En premier lieu des moyens dédiés à l’hébergement. L’hébergement d’urgence (près de 27 000 places) offre un abri, un diagnostic, une orientation. L’hébergement de stabilisation est destiné aux personnes pour lesquelles une insertion professionnelle n’est pas prévisible à brève échéance (près de 8 000 places). L’hébergement d’insertion accueille les personnes ou les familles qui connaissent de graves difficultés, notamment économiques, familiales, de logement, de santé ou d’insertion, en vue de les aider à accéder à une autonomie personnelle et sociale ou à la recouvrer (30 000 places). À côté de ces dispositifs dédiés, les deux tiers environ des logements conventionnés à l’aide au logement temporaire (soit 15 500 logements) accueillent des personnes en attente d’un logement durable. Les places d’hébergement et de logement adapté sont financés principalement par l’État, pour un budget d’environ 800 millions d’euros.

(page 6 du rapport de l’IGAS)

De fait, il n’y a donc pas assez de places pour tout le monde…
Mais encore faudrait-il que les sans-domicile profitent des places existantes ! Selon les secteurs, ce n’est pas toujours le cas. Notamment, parce qu’il est difficile de connaître avec précision les besoins à un endroit donné, ou les profils des personnes concernées. La dernière enquête détaillée de l’INSEE date de 2001, et il n’y en aura pas de nouvelle avant 2012. En clair, la politique n’est pas assez adaptée. Dans son rapport, l’IGAS fait de nombreuses propositions pour améliorer l’efficacité des dispositifs, elle pointe du doigt des structures en trop grand nombre et demande à ce qu’elles soient fusionnées, ou à défaut que les efforts soient davantage coordonnés.

Des logements sociaux pour ceux qui n’en ont pas besoin

Parfois, pour améliorer la situation, il suffit de choses très banales, telles que la simplification de la demande de logement social, par exemple. L’IGAS précise qu’il a fallu attendre l’année 2009 pour que des fichiers communs à tous les bailleurs soient mis en place, ce qui est tout de même la moindre des choses ! Mais bien plus grave, apparemment, le passage des centres d’hébergement d’urgence aux logements sociaux n’est pas aussi aisé qu’on pourrait l’espérer…
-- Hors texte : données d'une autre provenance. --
//! Grammar configuration errors
//!
//! Every variant is raised while loading or compiling a grammar. A grammar
//! that loads successfully never fails during tokenization.

use crate::logging::codes;
use crate::logging::Code;
use std::path::PathBuf;

#[derive(Debug, thiserror::Error)]
pub enum GrammarError {
    #[error("Failed to parse {format} grammar: {message}")]
    Parse {
        format: &'static str,
        message: String,
    },

    #[error("Initial state '{initial}' is not defined")]
    MissingInitialState { initial: String },

    #[error("Rule {rule} of state '{state}' pushes undefined state '{target}'")]
    UnknownTransitionTarget {
        state: String,
        rule: usize,
        target: String,
    },

    #[error("State '{state}' is reachable but has no rules")]
    EmptyState { state: String },

    #[error("Rule {rule} of state '{state}' has an invalid pattern /{pattern}/: {source}")]
    InvalidPattern {
        state: String,
        rule: usize,
        pattern: String,
        #[source]
        source: regex::Error,
    },

    #[error("Rule {rule} of state '{state}' must set exactly one of `token` or `brackets`")]
    InvalidTokenAction { state: String, rule: usize },

    #[error("Rule {rule} of state '{state}' has an empty token label")]
    EmptyTokenLabel { state: String, rule: usize },

    #[error("Grammar default token label is empty")]
    EmptyDefaultToken,

    #[error("Rule {rule} of state '{state}' classifies brackets but the grammar defines none")]
    MissingBrackets { state: String, rule: usize },

    #[error("Bracket pair {index} is malformed: {reason}")]
    InvalidBracket { index: usize, reason: &'static str },

    #[error("Grammar defines {count} states (max: {limit})")]
    TooManyStates { count: usize, limit: usize },

    #[error("State '{state}' defines {count} rules (max: {limit})")]
    TooManyRules {
        state: String,
        count: usize,
        limit: usize,
    },

    #[error("Rule {rule} of state '{state}' has a {length}-byte pattern (max: {limit})")]
    PatternTooLong {
        state: String,
        rule: usize,
        length: usize,
        limit: usize,
    },

    #[error("Unsupported grammar file format: {path} (expected .toml or .json)")]
    UnsupportedFormat { path: PathBuf },

    #[error("Failed to read grammar file {path}: {source}")]
    Io {
        path: PathBuf,
        #[source]
        source: std::io::Error,
    },

    #[error("Unknown language '{name}'")]
    UnknownLanguage { name: String },
}

impl GrammarError {
    pub fn error_code(&self) -> Code {
        match self {
            GrammarError::Parse { .. } => codes::grammar::PARSE_ERROR,
            GrammarError::MissingInitialState { .. } => codes::grammar::MISSING_INITIAL_STATE,
            GrammarError::UnknownTransitionTarget { .. } => {
                codes::grammar::UNKNOWN_TRANSITION_TARGET
            }
            GrammarError::EmptyState { .. } => codes::grammar::EMPTY_STATE,
            GrammarError::InvalidPattern { .. } => codes::grammar::INVALID_PATTERN,
            GrammarError::InvalidTokenAction { .. } => codes::grammar::INVALID_TOKEN_ACTION,
            GrammarError::EmptyTokenLabel { .. } | GrammarError::EmptyDefaultToken => {
                codes::grammar::EMPTY_TOKEN_LABEL
            }
            GrammarError::MissingBrackets { .. } => codes::grammar::MISSING_BRACKETS,
            GrammarError::InvalidBracket { .. } => codes::grammar::INVALID_BRACKET,
            GrammarError::TooManyStates { .. }
            | GrammarError::TooManyRules { .. }
            | GrammarError::PatternTooLong { .. } => codes::grammar::LIMIT_EXCEEDED,
            GrammarError::UnsupportedFormat { .. } => codes::grammar::UNSUPPORTED_FORMAT,
            GrammarError::Io { source, .. } => match source.kind() {
                std::io::ErrorKind::NotFound => codes::file_processing::FILE_NOT_FOUND,
                std::io::ErrorKind::PermissionDenied => codes::file_processing::PERMISSION_DENIED,
                std::io::ErrorKind::InvalidData => codes::file_processing::INVALID_ENCODING,
                _ => codes::file_processing::IO_ERROR,
            },
            GrammarError::UnknownLanguage { .. } => codes::grammar::UNKNOWN_LANGUAGE,
        }
    }

    pub fn requires_halt(&self) -> bool {
        codes::requires_halt(self.error_code().as_str())
    }
}

#[cfg(test)]
mod tests {
    use super::*;

    #[test]
    fn test_limit_errors_share_code() {
        let states = GrammarError::TooManyStates {
            count: 9,
            limit: 8,
        };
        let pattern = GrammarError::PatternTooLong {
            state: "root".into(),
            rule: 0,
            length: 9000,
            limit: 4096,
        };
        assert_eq!(states.error_code(), codes::grammar::LIMIT_EXCEEDED);
        assert_eq!(pattern.error_code(), codes::grammar::LIMIT_EXCEEDED);
        assert!(states.requires_halt());
    }

    #[test]
    fn test_io_error_maps_by_kind() {
        let error = GrammarError::Io {
            path: PathBuf::from("missing.toml"),
            source: std::io::Error::new(std::io::ErrorKind::NotFound, "gone"),
        };
        assert_eq!(error.error_code(), codes::file_processing::FILE_NOT_FOUND);
        assert!(error.to_string().contains("missing.toml"));
    }

    #[test]
    fn test_messages_name_the_offending_rule() {
        let error = GrammarError::UnknownTransitionTarget {
            state: "root".into(),
            rule: 2,
            target: "operandz".into(),
        };
        assert_eq!(
            error.to_string(),
            "Rule 2 of state 'root' pushes undefined state 'operandz'"
        );
    }
}
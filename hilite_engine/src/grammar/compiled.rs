//! Immutable, validated grammar used by the tokenizer

use crate::tokenizer::{BracketKind, TokenKind};
use regex::Regex;
use serde::Serialize;
use std::collections::{BTreeSet, HashMap};
use std::sync::Arc;

/// Index of a state inside its grammar
pub type StateId = usize;

#[derive(Debug, Clone, PartialEq, Eq)]
pub enum Transition {
    Stay,
    Push { target: StateId, name: Arc<str> },
    Pop,
    PopAll,
}

#[derive(Debug, Clone, PartialEq, Eq)]
pub enum TokenAction {
    Token(TokenKind),
    /// Kind comes from the grammar's bracket table
    Brackets,
}

#[derive(Debug, Clone)]
pub struct Rule {
    pub(crate) pattern: String,
    pub(crate) regex: Regex,
    pub(crate) line_start_only: bool,
    pub(crate) action: TokenAction,
    pub(crate) transition: Transition,
}

impl Rule {
    /// Length in bytes of the match starting at the beginning of `rest`.
    /// `at_line_start` is true when `rest` is the whole line.
    pub fn match_len(&self, rest: &str, at_line_start: bool) -> Option<usize> {
        if self.line_start_only && !at_line_start {
            return None;
        }
        self.regex.find(rest).map(|m| m.end())
    }

    /// Pattern as written in the grammar document
    pub fn pattern(&self) -> &str {
        &self.pattern
    }

    pub fn line_start_only(&self) -> bool {
        self.line_start_only
    }

    pub fn action(&self) -> &TokenAction {
        &self.action
    }

    pub fn transition(&self) -> &Transition {
        &self.transition
    }
}

#[derive(Debug, Clone)]
pub struct State {
    pub(crate) name: Arc<str>,
    pub(crate) rules: Vec<Rule>,
}

impl State {
    pub fn name(&self) -> &Arc<str> {
        &self.name
    }

    pub fn rules(&self) -> &[Rule] {
        &self.rules
    }
}

#[derive(Debug, Clone, PartialEq, Eq)]
pub struct BracketPair {
    pub open: String,
    pub close: String,
    pub token: TokenKind,
}

/// A compiled grammar. Built once, then shared read-only between threads.
#[derive(Debug, Clone)]
pub struct Grammar {
    pub(crate) name: String,
    pub(crate) initial: StateId,
    pub(crate) states: Vec<State>,
    pub(crate) index: HashMap<Arc<str>, StateId>,
    pub(crate) default_token: TokenKind,
    pub(crate) ignore_case: bool,
    pub(crate) brackets: Vec<BracketPair>,
    pub(crate) unreachable: Vec<Arc<str>>,
}

impl Grammar {
    pub fn name(&self) -> &str {
        &self.name
    }

    pub fn initial_state(&self) -> StateId {
        self.initial
    }

    pub fn initial_state_name(&self) -> &Arc<str> {
        &self.states[self.initial].name
    }

    pub fn state(&self, id: StateId) -> &State {
        &self.states[id]
    }

    pub fn state_id(&self, name: &str) -> Option<StateId> {
        self.index.get(name).copied()
    }

    pub fn states(&self) -> impl Iterator<Item = &State> {
        self.states.iter()
    }

    pub fn state_count(&self) -> usize {
        self.states.len()
    }

    pub fn rule_count(&self) -> usize {
        self.states.iter().map(|s| s.rules.len()).sum()
    }

    /// Label given to input no rule matches
    pub fn default_token(&self) -> &TokenKind {
        &self.default_token
    }

    pub fn ignore_case(&self) -> bool {
        self.ignore_case
    }

    pub fn brackets(&self) -> &[BracketPair] {
        &self.brackets
    }

    /// States the initial state can never push
    pub fn unreachable_states(&self) -> &[Arc<str>] {
        &self.unreachable
    }

    /// Resolve the token kind for matched `text` under `action`
    pub fn classify(&self, action: &TokenAction, text: &str) -> (TokenKind, Option<BracketKind>) {
        match action {
            TokenAction::Token(kind) => (kind.clone(), None),
            TokenAction::Brackets => self
                .brackets
                .iter()
                .find_map(|pair| {
                    if pair.open == text {
                        Some((pair.token.clone(), Some(BracketKind::Open)))
                    } else if pair.close == text {
                        Some((pair.token.clone(), Some(BracketKind::Close)))
                    } else {
                        None
                    }
                })
                .unwrap_or_else(|| (self.default_token.clone(), None)),
        }
    }

    pub fn summary(&self) -> GrammarSummary {
        let mut token_kinds: BTreeSet<String> = BTreeSet::new();
        for rule in self.states.iter().flat_map(|s| s.rules.iter()) {
            if let TokenAction::Token(kind) = &rule.action {
                token_kinds.insert(kind.to_string());
            }
        }
        for pair in &self.brackets {
            token_kinds.insert(pair.token.to_string());
        }

        GrammarSummary {
            name: self.name.clone(),
            initial: self.initial_state_name().to_string(),
            default_token: self.default_token.to_string(),
            ignore_case: self.ignore_case,
            states: self
                .states
                .iter()
                .map(|s| StateSummary {
                    name: s.name.to_string(),
                    rules: s.rules.len(),
                })
                .collect(),
            rule_count: self.rule_count(),
            bracket_pairs: self.brackets.len(),
            token_kinds: token_kinds.into_iter().collect(),
            unreachable_states: self.unreachable.iter().map(|s| s.to_string()).collect(),
        }
    }
}

#[derive(Debug, Clone, PartialEq, Eq, Serialize)]
pub struct StateSummary {
    pub name: String,
    pub rules: usize,
}

/// Shape of a grammar for reporting
#[derive(Debug, Clone, PartialEq, Eq, Serialize)]
pub struct GrammarSummary {
    pub name: String,
    pub initial: String,
    pub default_token: String,
    pub ignore_case: bool,
    pub states: Vec<StateSummary>,
    pub rule_count: usize,
    pub bracket_pairs: usize,
    pub token_kinds: Vec<String>,
    pub unreachable_states: Vec<String>,
}

#[cfg(test)]
mod tests {
    use super::*;

    fn assert_send_sync<T: Send + Sync>() {}

    #[test]
    fn test_grammar_is_shareable_across_threads() {
        assert_send_sync::<Grammar>();
        assert_send_sync::<Arc<Grammar>>();
    }

    fn bracket_grammar() -> Grammar {
        Grammar::from_toml_str(
            r#"
            name = "parens"
            default_token = "plain"

            [[brackets]]
            open = "("
            close = ")"
            token = "delimiter"

            [[states.root]]
            pattern = '[()\[\]]'
            brackets = true

            [[states.root]]
            pattern = '\w+'
            token = "word"
            "#,
        )
        .unwrap()
    }

    #[test]
    fn test_classify_brackets() {
        let grammar = bracket_grammar();
        let action = TokenAction::Brackets;

        assert_eq!(
            grammar.classify(&action, "("),
            (TokenKind::new("delimiter"), Some(BracketKind::Open))
        );
        assert_eq!(
            grammar.classify(&action, ")"),
            (TokenKind::new("delimiter"), Some(BracketKind::Close))
        );
        assert_eq!(grammar.classify(&action, "["), (TokenKind::new("plain"), None));
    }

    #[test]
    fn test_summary() {
        let summary = bracket_grammar().summary();

        assert_eq!(summary.name, "parens");
        assert_eq!(summary.initial, "root");
        assert_eq!(summary.rule_count, 2);
        assert_eq!(summary.bracket_pairs, 1);
        assert_eq!(summary.token_kinds, vec!["delimiter", "word"]);
        assert!(summary.unreachable_states.is_empty());
    }

    #[test]
    fn test_line_start_rules_only_match_at_column_one() {
        let grammar = Grammar::from_toml_str(
            r#"
            [[states.root]]
            pattern = '^\*.*$'
            token = "comment"
            "#,
        )
        .unwrap();
        let rule = &grammar.state(grammar.initial_state()).rules()[0];

        assert!(rule.line_start_only());
        assert_eq!(rule.pattern(), r"^\*.*$");
        assert_eq!(rule.match_len("* note", true), Some(6));
        assert_eq!(rule.match_len("* note", false), None);
        assert_eq!(rule.match_len("x * note", true), None);
    }
}
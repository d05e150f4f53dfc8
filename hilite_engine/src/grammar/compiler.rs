//! Load-time validation and compilation of grammar documents
//!
//! Checks run in a fixed order and the first failure is returned, so a
//! given document always reports the same error. A document either compiles
//! completely or not at all.

use super::compiled::{BracketPair, Grammar, Rule, State, StateId, TokenAction, Transition};
use super::definition::{
    GrammarDocument, RuleDefinition, TransitionDefinition, DEFAULT_UNMATCHED_TOKEN,
};
use super::GrammarError;
use crate::config::compile_time::grammar::*;
use crate::logging::codes;
use crate::tokenizer::TokenKind;
use crate::{log_debug, log_success, log_warning};
use regex::{Regex, RegexBuilder};
use std::collections::{HashMap, VecDeque};
use std::sync::Arc;
use std::time::Instant;

/// Compile `document`, naming the grammar `fallback_name` if it has no name
pub fn compile(document: &GrammarDocument, fallback_name: &str) -> Result<Grammar, GrammarError> {
    let start_time = Instant::now();
    let name = document
        .name
        .clone()
        .unwrap_or_else(|| fallback_name.to_string());

    if document.states.len() > MAX_STATES_PER_GRAMMAR {
        return Err(GrammarError::TooManyStates {
            count: document.states.len(),
            limit: MAX_STATES_PER_GRAMMAR,
        });
    }

    if !document.states.contains_key(&document.initial) {
        return Err(GrammarError::MissingInitialState {
            initial: document.initial.clone(),
        });
    }

    let default_label = document
        .default_token
        .as_deref()
        .unwrap_or(DEFAULT_UNMATCHED_TOKEN);
    if default_label.trim().is_empty() {
        return Err(GrammarError::EmptyDefaultToken);
    }

    // Ids follow the document's sorted state order
    let index: HashMap<Arc<str>, StateId> = document
        .states
        .keys()
        .enumerate()
        .map(|(id, name)| (Arc::from(name.as_str()), id))
        .collect();

    let mut labels = LabelInterner::default();
    let default_token = labels.intern(default_label);

    let mut states = Vec::with_capacity(document.states.len());
    for (state_name, rules) in &document.states {
        states.push(compile_state(
            state_name,
            rules,
            document,
            &index,
            &mut labels,
        )?);
    }

    let brackets = compile_brackets(document, &mut labels)?;

    let initial = index
        .get(document.initial.as_str())
        .copied()
        .ok_or_else(|| GrammarError::MissingInitialState {
            initial: document.initial.clone(),
        })?;

    let reachable = reachable_states(&states, initial);
    for (id, state) in states.iter().enumerate() {
        if reachable[id] && state.rules.is_empty() {
            return Err(GrammarError::EmptyState {
                state: state.name.to_string(),
            });
        }
    }

    let unreachable: Vec<Arc<str>> = states
        .iter()
        .enumerate()
        .filter(|(id, _)| !reachable[*id])
        .map(|(_, state)| state.name.clone())
        .collect();

    let preferences = super::preferences();
    if preferences.warn_unreachable_states {
        for state in &unreachable {
            log_warning!(code = codes::grammar::UNREACHABLE_STATE,
                "State is never pushed from the initial state",
                "grammar" => &name,
                "state" => state
            );
        }
    }

    let grammar = Grammar {
        name,
        initial,
        states,
        index,
        default_token,
        ignore_case: document.ignore_case,
        brackets,
        unreachable,
    };

    if preferences.log_compile_statistics {
        log_success!(codes::success::GRAMMAR_LOADED, "Grammar compiled",
            "grammar" => grammar.name(),
            "states" => grammar.state_count(),
            "rules" => grammar.rule_count(),
            "token_kinds" => labels.len(),
            "duration_ms" => format!("{:.2}", start_time.elapsed().as_secs_f64() * 1000.0)
        );
    } else {
        log_debug!("Grammar compiled",
            "grammar" => grammar.name(),
            "states" => grammar.state_count(),
            "rules" => grammar.rule_count()
        );
    }

    Ok(grammar)
}

fn compile_state(
    state_name: &str,
    rules: &[RuleDefinition],
    document: &GrammarDocument,
    index: &HashMap<Arc<str>, StateId>,
    labels: &mut LabelInterner,
) -> Result<State, GrammarError> {
    if rules.len() > MAX_RULES_PER_STATE {
        return Err(GrammarError::TooManyRules {
            state: state_name.to_string(),
            count: rules.len(),
            limit: MAX_RULES_PER_STATE,
        });
    }

    let mut compiled = Vec::with_capacity(rules.len());
    for (rule_index, rule) in rules.iter().enumerate() {
        compiled.push(compile_rule(
            state_name, rule_index, rule, document, index, labels,
        )?);
    }

    let name = index
        .get_key_value(state_name)
        .map(|(key, _)| key.clone())
        .unwrap_or_else(|| Arc::from(state_name));

    Ok(State {
        name,
        rules: compiled,
    })
}

fn compile_rule(
    state_name: &str,
    rule_index: usize,
    rule: &RuleDefinition,
    document: &GrammarDocument,
    index: &HashMap<Arc<str>, StateId>,
    labels: &mut LabelInterner,
) -> Result<Rule, GrammarError> {
    if rule.pattern.len() > MAX_PATTERN_LENGTH {
        return Err(GrammarError::PatternTooLong {
            state: state_name.to_string(),
            rule: rule_index,
            length: rule.pattern.len(),
            limit: MAX_PATTERN_LENGTH,
        });
    }

    let action = match (&rule.token, rule.brackets) {
        (Some(label), false) => {
            if label.trim().is_empty() {
                return Err(GrammarError::EmptyTokenLabel {
                    state: state_name.to_string(),
                    rule: rule_index,
                });
            }
            TokenAction::Token(labels.intern(label))
        }
        (None, true) => {
            if document.brackets.is_empty() {
                return Err(GrammarError::MissingBrackets {
                    state: state_name.to_string(),
                    rule: rule_index,
                });
            }
            TokenAction::Brackets
        }
        _ => {
            return Err(GrammarError::InvalidTokenAction {
                state: state_name.to_string(),
                rule: rule_index,
            })
        }
    };

    let transition = match &rule.next {
        TransitionDefinition::Stay => Transition::Stay,
        TransitionDefinition::Pop => Transition::Pop,
        TransitionDefinition::PopAll => Transition::PopAll,
        TransitionDefinition::Push(target) => match index.get_key_value(target.as_str()) {
            Some((name, id)) => Transition::Push {
                target: *id,
                name: name.clone(),
            },
            None => {
                return Err(GrammarError::UnknownTransitionTarget {
                    state: state_name.to_string(),
                    rule: rule_index,
                    target: target.clone(),
                })
            }
        },
    };

    let ignore_case = rule.ignore_case.unwrap_or(document.ignore_case);
    let (regex, line_start_only) =
        compile_pattern(&rule.pattern, ignore_case).map_err(|source| {
            GrammarError::InvalidPattern {
                state: state_name.to_string(),
                rule: rule_index,
                pattern: rule.pattern.clone(),
                source,
            }
        })?;

    Ok(Rule {
        pattern: rule.pattern.clone(),
        regex,
        line_start_only,
        action,
        transition,
    })
}

/// A leading `^` restricts the rule to line start; every pattern is
/// anchored to the scan position.
fn compile_pattern(pattern: &str, ignore_case: bool) -> Result<(Regex, bool), regex::Error> {
    let (body, line_start_only) = match pattern.strip_prefix('^') {
        Some(rest) => (rest, true),
        None => (pattern, false),
    };

    let regex = RegexBuilder::new(&format!(r"\A(?:{})", body))
        .case_insensitive(ignore_case)
        .build()?;

    Ok((regex, line_start_only))
}

fn compile_brackets(
    document: &GrammarDocument,
    labels: &mut LabelInterner,
) -> Result<Vec<BracketPair>, GrammarError> {
    let mut pairs = Vec::with_capacity(document.brackets.len());

    for (index, bracket) in document.brackets.iter().enumerate() {
        let reason = if bracket.open.is_empty() {
            Some("open delimiter is empty")
        } else if bracket.close.is_empty() {
            Some("close delimiter is empty")
        } else if bracket.open == bracket.close {
            Some("open and close delimiters are identical")
        } else if bracket.token.trim().is_empty() {
            Some("token label is empty")
        } else {
            None
        };

        if let Some(reason) = reason {
            return Err(GrammarError::InvalidBracket { index, reason });
        }

        pairs.push(BracketPair {
            open: bracket.open.clone(),
            close: bracket.close.clone(),
            token: labels.intern(&bracket.token),
        });
    }

    Ok(pairs)
}

/// States reachable from `initial` by pushes. Pops only return to states
/// already on the stack, so they add nothing.
fn reachable_states(states: &[State], initial: StateId) -> Vec<bool> {
    let mut reachable = vec![false; states.len()];
    let mut queue = VecDeque::from([initial]);
    reachable[initial] = true;

    while let Some(id) = queue.pop_front() {
        for rule in &states[id].rules {
            if let Transition::Push { target, .. } = rule.transition {
                if !reachable[target] {
                    reachable[target] = true;
                    queue.push_back(target);
                }
            }
        }
    }

    reachable
}

/// One shared `TokenKind` per distinct label
#[derive(Default)]
struct LabelInterner {
    labels: HashMap<String, TokenKind>,
}

impl LabelInterner {
    fn intern(&mut self, label: &str) -> TokenKind {
        if let Some(kind) = self.labels.get(label) {
            return kind.clone();
        }
        let kind = TokenKind::new(label);
        self.labels.insert(label.to_string(), kind.clone());
        kind
    }

    fn len(&self) -> usize {
        self.labels.len()
    }
}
A la page 71, l’IGAS résume la situation :

En fait, un accès plus fluide des personnes hébergées aux logements «très sociaux» supposerait notamment que le taux de rotation des personnes occupant des logements de ce type puisse être accéléré, et cette accélération passe elle-même par un accès plus aisé au logement social, qui nécessiterait à son tour que les sorties du parc HLM vers le locatif privé soient plus nombreuses : c’est en définitive toute une chaîne dont il conviendrait de modifier le fonctionnement. Une partie majeure de l’offre de logement social est financièrement inaccessible à ces personnes, qui ne peuvent souvent prétendre qu’à un niveau de loyer très social, alors même qu’elles représentent environ 80 % des demandeurs de logement social

Ubuesque, les logements sociaux sont trop chers pour les pauvres.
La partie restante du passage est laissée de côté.